How to complete this task — Show every line of the data where the word "MatchStatus" can be found.

(Collected data)
== Segment start ==

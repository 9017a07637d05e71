//! Word submission during an active round.

use std::time::Instant;

use lexgrid_board::Position;
use lexgrid_protocol::{MatchStatus, PlayerId, ServerEvent, TileChangeBatch};
use tracing::debug;

use crate::RoomRegistry;

impl RoomRegistry {
    /// Scores a traced word, collapses its tiles and broadcasts the diff.
    ///
    /// A rejected word is reported to the submitter only and changes
    /// nothing. Submissions outside an active round are dropped.
    ///
    /// Returns the points awarded, or `None` if the word was not accepted.
    pub fn submit_word(
        &mut self,
        player: PlayerId,
        word: &str,
        tiles: &[Position],
        now: Instant,
    ) -> Option<u32> {
        let code = self.player_rooms.get(&player)?.clone();
        let room = self.rooms.get_mut(&code)?;
        if room.status() != MatchStatus::Active {
            debug!(room = %code, player_id = %player, "word outside active round dropped");
            return None;
        }
        let word = word.trim().to_ascii_uppercase();
        let board = room.state.board.as_mut()?;

        let path = board.word_for_path(tiles);
        let rejection = if word.chars().count() < self.config.min_word_len {
            Some("too short".to_string())
        } else {
            match &path {
                Err(e) => Some(e.to_string()),
                Ok((spelled, _)) if spelled != &word => Some("word does not match tiles".to_string()),
                Ok(_) => None,
            }
        };
        let rejection = rejection.or_else(|| {
            let seat = room.players.iter().find(|p| p.id == player)?;
            seat.found_this_round
                .contains(&word)
                .then(|| "already found".to_string())
        });
        let rejection =
            rejection.or_else(|| (!self.dictionary.is_valid_word(&word)).then(|| "not in dictionary".to_string()));
        if let Some(reason) = rejection {
            debug!(room = %code, player_id = %player, %word, %reason, "word rejected");
            self.outbox
                .to_player(player, ServerEvent::WordRejected { word, reason });
            return None;
        }

        let Ok((_, tile_points)) = path else {
            return None;
        };
        let changes = match board.collapse(tiles, &mut room.generator) {
            Ok(changes) => changes,
            Err(e) => {
                self.outbox.to_player(
                    player,
                    ServerEvent::WordRejected {
                        word,
                        reason: e.to_string(),
                    },
                );
                return None;
            }
        };
        let points = tile_points + self.dictionary.score(&word, room.settings.difficulty);

        let seat = room.player_mut(player)?;
        seat.score += points;
        seat.round_score += points;
        seat.stats.record(&word, points);
        seat.found_this_round.insert(word.clone());
        room.touch(now);
        room.state.diff_seq += 1;
        let sequence_number = room.state.diff_seq;
        debug!(room = %code, player_id = %player, %word, points, sequence_number, "word accepted");

        let timestamp = u64::try_from(now.saturating_duration_since(self.started_at).as_millis())
            .unwrap_or(u64::MAX);
        self.outbox.to_room(
            room,
            ServerEvent::TileChanges(TileChangeBatch {
                sequence_number,
                changes,
                timestamp,
            }),
        );
        self.outbox.to_room(
            room,
            ServerEvent::WordAccepted {
                player_id: player,
                word,
                points,
            },
        );
        if let Some(health) = self.health.get_mut(&code) {
            health.record_activity(now, &self.sync_config);
        }
        Some(points)
    }
}

#[cfg(test)]
mod tests {
    use std::time::Duration;

    use lexgrid_board::{Board, Tile, TileId, letter_points};
    use lexgrid_protocol::{MatchSettings, RoomCode};

    use super::*;
    use crate::{Emit, RoomConfig, SyncConfig, WordList};

    const HOST: PlayerId = PlayerId(1);
    const GUEST: PlayerId = PlayerId(2);

    /// 3×3 board spelling, row by row: CAT / DOG / EAR.
    fn sample_board() -> Board {
        let rows = ["CAT", "DOG", "EAR"];
        let mut tiles = Vec::new();
        for (y, row) in rows.iter().enumerate() {
            for (x, letter) in row.chars().enumerate() {
                tiles.push(Tile {
                    id: TileId((y * 3 + x) as u64 + 500),
                    letter,
                    points: letter_points(letter),
                    position: Position::new(x as u16, y as u16),
                });
            }
        }
        Board {
            width: 3,
            height: 3,
            tiles,
        }
    }

    fn p(x: u16, y: u16) -> Position {
        Position::new(x, y)
    }

    /// Two ready players in an active round on the sample board.
    fn active_room(now: Instant) -> (RoomRegistry, RoomCode) {
        let config = RoomConfig {
            countdown: Duration::ZERO,
            board_width: 3,
            board_height: 3,
            ..RoomConfig::default()
        };
        let words = WordList::from_words(["cat", "dog", "ear", "cog"]);
        let mut reg = RoomRegistry::with_seed(config, SyncConfig::default(), Box::new(words), 3, now);
        let code = reg
            .create_room(HOST, "ana", MatchSettings::default(), now)
            .unwrap()
            .code;
        reg.join_room(&code, GUEST, "bo", now).unwrap();
        reg.set_ready(HOST, true, now);
        reg.set_ready(GUEST, true, now);
        assert!(reg.start_match(HOST, now));
        reg.rooms.get_mut(&code).unwrap().state.board = Some(sample_board());
        reg.drain_outbox();
        (reg, code)
    }

    fn rejection_for(emits: &[Emit]) -> Option<String> {
        emits.iter().find_map(|e| match &e.event {
            ServerEvent::WordRejected { reason, .. } => Some(reason.clone()),
            _ => None,
        })
    }

    #[test]
    fn test_submit_word_accepted_scores_and_broadcasts() {
        let now = Instant::now();
        let (mut reg, code) = active_room(now);
        let points = reg.submit_word(GUEST, "cat", &[p(0, 0), p(1, 0), p(2, 0)], now);
        assert_eq!(points, Some(5));

        let emits = reg.drain_outbox();
        assert_eq!(emits.len(), 2);
        match &emits[0].event {
            ServerEvent::TileChanges(batch) => {
                assert_eq!(batch.sequence_number, 1);
                assert_eq!(batch.changes.removed_positions.len(), 3);
                assert_eq!(batch.changes.new_tiles.len(), 3);
            }
            other => panic!("expected tile changes, got {other:?}"),
        }
        assert_eq!(emits[0].recipients, vec![HOST, GUEST]);
        assert!(matches!(
            &emits[1].event,
            ServerEvent::WordAccepted { player_id, word, points: 5 } if *player_id == GUEST && word == "CAT"
        ));

        let room = reg.room(&code).unwrap();
        assert_eq!(room.diff_seq(), 1);
        let guest = room.player(GUEST).unwrap();
        assert_eq!((guest.score, guest.round_score), (5, 5));
        assert_eq!(guest.stats.best_word.as_deref(), Some("CAT"));
    }

    #[test]
    fn test_submit_word_diff_reproduces_server_board() {
        let now = Instant::now();
        let (mut reg, code) = active_room(now);
        reg.submit_word(HOST, "DOG", &[p(0, 1), p(1, 1), p(2, 1)], now);
        let emits = reg.drain_outbox();
        let ServerEvent::TileChanges(batch) = &emits[0].event else {
            panic!("expected tile changes");
        };
        let mut mirror = sample_board();
        mirror.apply_changes(&batch.changes).unwrap();
        assert_eq!(mirror.checksum(), reg.room(&code).unwrap().board().unwrap().checksum());
    }

    #[test]
    fn test_submit_word_rejections_change_nothing() {
        let now = Instant::now();
        let (mut reg, code) = active_room(now);
        let cases: [(&str, Vec<Position>, &str); 4] = [
            ("CA", vec![p(0, 0), p(1, 0)], "too short"),
            ("DOG", vec![p(0, 0), p(1, 0), p(2, 0)], "word does not match tiles"),
            ("TAC", vec![p(2, 0), p(1, 0), p(0, 0)], "not in dictionary"),
            ("CAT", vec![p(0, 0), p(2, 0), p(1, 0)], "(0,0) is not adjacent to (2,0)"),
        ];
        for (word, path, reason) in cases {
            assert_eq!(reg.submit_word(GUEST, word, &path, now), None, "{word}");
            let emits = reg.drain_outbox();
            assert_eq!(emits.len(), 1);
            assert_eq!(emits[0].recipients, vec![GUEST]);
            assert_eq!(rejection_for(&emits).as_deref(), Some(reason));
        }
        let room = reg.room(&code).unwrap();
        assert_eq!(room.diff_seq(), 0);
        assert_eq!(room.board(), Some(&sample_board()));
    }

    #[test]
    fn test_submit_word_already_found_this_round() {
        let now = Instant::now();
        let (mut reg, code) = active_room(now);
        let path = [p(0, 0), p(1, 0), p(2, 0)];
        assert!(reg.submit_word(GUEST, "CAT", &path, now).is_some());
        reg.rooms.get_mut(&code).unwrap().state.board = Some(sample_board());
        reg.drain_outbox();

        assert_eq!(reg.submit_word(GUEST, "CAT", &path, now), None);
        assert_eq!(rejection_for(&reg.drain_outbox()).as_deref(), Some("already found"));
        // Another player may still score it.
        assert!(reg.submit_word(HOST, "CAT", &path, now).is_some());
    }

    #[test]
    fn test_submit_word_outside_round_dropped() {
        let now = Instant::now();
        let mut reg = RoomRegistry::new(
            RoomConfig::default(),
            SyncConfig::default(),
            Box::new(WordList::from_words(["cat"])),
            now,
        );
        reg.create_room(HOST, "ana", MatchSettings::default(), now).unwrap();
        reg.drain_outbox();
        assert_eq!(reg.submit_word(HOST, "CAT", &[p(0, 0)], now), None);
        assert!(reg.drain_outbox().is_empty());
    }

    #[test]
    fn test_submit_word_raises_activity() {
        let now = Instant::now();
        let (mut reg, code) = active_room(now);
        reg.submit_word(GUEST, "CAT", &[p(0, 0), p(1, 0), p(2, 0)], now);
        let score = reg
            .health(&code)
            .unwrap()
            .activity_score(now, reg.sync_config());
        assert!((score - 1.0).abs() < 1e-9);
    }
}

== Segment end ==

Result of this task —
use lexgrid_protocol::{MatchStatus, PlayerId, ServerEvent, TileChangeBatch};
        if room.status() != MatchStatus::Active {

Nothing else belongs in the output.